A single figure is the whole answer: the number of lines in the entries that contain "enum".

START RECORDS SHOWN

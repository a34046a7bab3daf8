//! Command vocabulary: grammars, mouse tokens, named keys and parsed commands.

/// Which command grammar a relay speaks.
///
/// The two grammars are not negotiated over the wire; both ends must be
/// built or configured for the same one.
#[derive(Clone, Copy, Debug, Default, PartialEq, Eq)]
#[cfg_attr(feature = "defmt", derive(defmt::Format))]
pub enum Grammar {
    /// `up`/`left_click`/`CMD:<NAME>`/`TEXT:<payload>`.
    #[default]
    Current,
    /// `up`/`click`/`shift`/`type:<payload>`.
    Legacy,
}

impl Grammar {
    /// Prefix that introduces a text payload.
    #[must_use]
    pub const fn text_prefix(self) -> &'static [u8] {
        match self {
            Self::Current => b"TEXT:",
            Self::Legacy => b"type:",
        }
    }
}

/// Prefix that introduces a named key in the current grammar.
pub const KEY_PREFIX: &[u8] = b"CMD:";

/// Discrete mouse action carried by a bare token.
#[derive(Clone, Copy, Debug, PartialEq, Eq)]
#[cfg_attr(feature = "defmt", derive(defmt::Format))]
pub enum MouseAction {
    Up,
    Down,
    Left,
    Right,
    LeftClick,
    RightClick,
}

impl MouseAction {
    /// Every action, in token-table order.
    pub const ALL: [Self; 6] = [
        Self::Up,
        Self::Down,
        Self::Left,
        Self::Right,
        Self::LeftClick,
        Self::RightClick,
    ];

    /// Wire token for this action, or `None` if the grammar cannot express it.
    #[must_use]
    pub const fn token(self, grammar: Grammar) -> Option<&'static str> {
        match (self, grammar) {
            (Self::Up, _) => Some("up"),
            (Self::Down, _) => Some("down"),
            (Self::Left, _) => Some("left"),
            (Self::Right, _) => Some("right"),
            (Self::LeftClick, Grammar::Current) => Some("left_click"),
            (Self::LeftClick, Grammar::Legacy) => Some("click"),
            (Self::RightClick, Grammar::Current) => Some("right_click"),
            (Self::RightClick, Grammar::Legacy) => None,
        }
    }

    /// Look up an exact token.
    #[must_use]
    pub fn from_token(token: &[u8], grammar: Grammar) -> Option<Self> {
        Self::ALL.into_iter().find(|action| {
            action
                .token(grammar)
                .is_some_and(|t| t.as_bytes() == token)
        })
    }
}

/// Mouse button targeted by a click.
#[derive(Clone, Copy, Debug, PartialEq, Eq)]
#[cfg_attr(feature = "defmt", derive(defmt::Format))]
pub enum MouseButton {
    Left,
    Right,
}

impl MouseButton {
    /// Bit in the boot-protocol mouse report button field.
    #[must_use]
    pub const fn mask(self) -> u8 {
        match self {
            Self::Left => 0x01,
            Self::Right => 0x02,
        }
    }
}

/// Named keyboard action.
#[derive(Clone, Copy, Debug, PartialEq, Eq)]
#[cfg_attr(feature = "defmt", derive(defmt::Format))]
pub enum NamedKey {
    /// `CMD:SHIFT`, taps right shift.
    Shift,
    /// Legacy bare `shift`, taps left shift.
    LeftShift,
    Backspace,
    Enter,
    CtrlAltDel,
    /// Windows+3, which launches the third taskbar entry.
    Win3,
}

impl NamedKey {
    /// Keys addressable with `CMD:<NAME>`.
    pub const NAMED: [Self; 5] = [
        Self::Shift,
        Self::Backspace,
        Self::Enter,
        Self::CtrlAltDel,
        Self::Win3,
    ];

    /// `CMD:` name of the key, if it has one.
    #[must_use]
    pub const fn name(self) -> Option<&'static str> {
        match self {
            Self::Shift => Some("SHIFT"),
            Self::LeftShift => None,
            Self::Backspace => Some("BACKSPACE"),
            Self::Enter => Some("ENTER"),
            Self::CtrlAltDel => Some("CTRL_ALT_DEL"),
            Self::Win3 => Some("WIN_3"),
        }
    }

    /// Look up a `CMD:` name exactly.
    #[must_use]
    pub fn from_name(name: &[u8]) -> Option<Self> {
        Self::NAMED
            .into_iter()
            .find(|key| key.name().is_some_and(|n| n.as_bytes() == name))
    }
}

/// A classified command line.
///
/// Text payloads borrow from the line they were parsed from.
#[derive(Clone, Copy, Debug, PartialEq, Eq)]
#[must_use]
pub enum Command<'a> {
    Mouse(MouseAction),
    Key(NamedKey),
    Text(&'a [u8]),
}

END RECORDS SHOWN
START RECORDS SHOWN

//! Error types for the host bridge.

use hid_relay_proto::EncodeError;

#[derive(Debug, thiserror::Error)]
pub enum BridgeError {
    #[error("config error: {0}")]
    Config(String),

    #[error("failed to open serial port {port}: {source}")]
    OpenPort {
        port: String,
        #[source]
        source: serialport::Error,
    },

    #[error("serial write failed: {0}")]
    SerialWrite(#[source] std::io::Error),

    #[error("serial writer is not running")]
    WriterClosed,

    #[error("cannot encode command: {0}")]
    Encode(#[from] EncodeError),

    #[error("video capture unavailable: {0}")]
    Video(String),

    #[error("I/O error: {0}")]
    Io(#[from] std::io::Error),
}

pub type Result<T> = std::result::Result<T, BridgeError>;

END RECORDS SHOWN

▶ ANSWER SECTION
6